Picture of the Japanese Imperial Line (1879)
This triptych, created eleven years into Meiji's reign, provides a stark visual representation of the continuity of Japan's Imperial legacy. Meiji is seen in the center print, wearing what was at the time a modern military uniform patterned on European designs. Around him in all three prints are a number of past emperors and empresses. As a whole, the triptych conveys a sense of the unbroken link between the traditional and the modern that the Imperial link represents in Japan.
While the origins of the Imperial line are difficult to pin down definitively, the line is traditionally seen as going back unbroken to the legendary Jimmu in 660 BCE. Jimmu's existence is not documented, but the legend says he descended from Amaterasu, the Shinto goddess of the sun. This divine descent places the Imperial House firmly in the center of Japanese tradition. According to this tradition, Meiji was the 122nd Emperor.

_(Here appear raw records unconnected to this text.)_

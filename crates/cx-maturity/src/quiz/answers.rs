use std::collections::BTreeMap;

use serde::{Deserialize, Serialize};

use super::catalog::{Section, SECTION_COUNT, TOTAL_QUESTIONS};

/// Sparse map from global question index to the recorded yes/no answer.
///
/// Serializes as a JSON object keyed by the index, e.g. `{"0": true, "1": false}`.
#[derive(Debug, Clone, Default, PartialEq, Eq, Serialize, Deserialize)]
#[serde(transparent)]
pub struct AnswerSet(BTreeMap<usize, bool>);

impl AnswerSet {
    pub fn new() -> Self {
        Self::default()
    }

    /// Builds a set from answers listed in global order. Values past the
    /// last question are dropped.
    pub fn from_ordered(values: &[bool]) -> Self {
        Self(
            values
                .iter()
                .copied()
                .take(TOTAL_QUESTIONS)
                .enumerate()
                .collect(),
        )
    }

    /// Stores an answer. Returns `false` and leaves the set untouched when the
    /// index is outside the catalog.
    pub fn record(&mut self, global_index: usize, value: bool) -> bool {
        if global_index >= TOTAL_QUESTIONS {
            return false;
        }
        self.0.insert(global_index, value);
        true
    }

    pub fn get(&self, global_index: usize) -> Option<bool> {
        self.0.get(&global_index).copied()
    }

    pub fn len(&self) -> usize {
        self.0.len()
    }

    pub fn is_empty(&self) -> bool {
        self.0.is_empty()
    }

    pub fn clear(&mut self) {
        self.0.clear();
    }

    /// Count of `true` answers to catalog questions. Keys past the last
    /// question (possible after deserializing) are ignored.
    pub fn score(&self) -> u8 {
        let count = self
            .iter()
            .filter(|(index, value)| *index < TOTAL_QUESTIONS && *value)
            .count();
        u8::try_from(count).unwrap_or(u8::MAX)
    }

    pub fn section_score(&self, section_index: usize) -> u8 {
        let count = Section::index_range(section_index)
            .filter(|index| *index < TOTAL_QUESTIONS && self.get(*index) == Some(true))
            .count();
        u8::try_from(count).unwrap_or(u8::MAX)
    }

    pub fn is_section_complete(&self, section_index: usize) -> bool {
        section_index < SECTION_COUNT
            && Section::index_range(section_index).all(|index| self.0.contains_key(&index))
    }

    pub fn is_complete(&self) -> bool {
        (0..TOTAL_QUESTIONS).all(|index| self.0.contains_key(&index))
    }

    pub fn iter(&self) -> impl Iterator<Item = (usize, bool)> + '_ {
        self.0.iter().map(|(index, value)| (*index, *value))
    }
}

As we have learned, the actual power of the Emperor has been debatable throughout Japanese history. The end of the Tokugawa Shogunate was portrayed as a return to Imperial rule after centuries of control by military leaders, in which the Emperor was a revered figurehead with little to no real authority. The degree to which this changed with what became known as the Meiji Restoration remains an open question, but nonetheless, the Restoration dramatically reshaped Japan's power and class structure.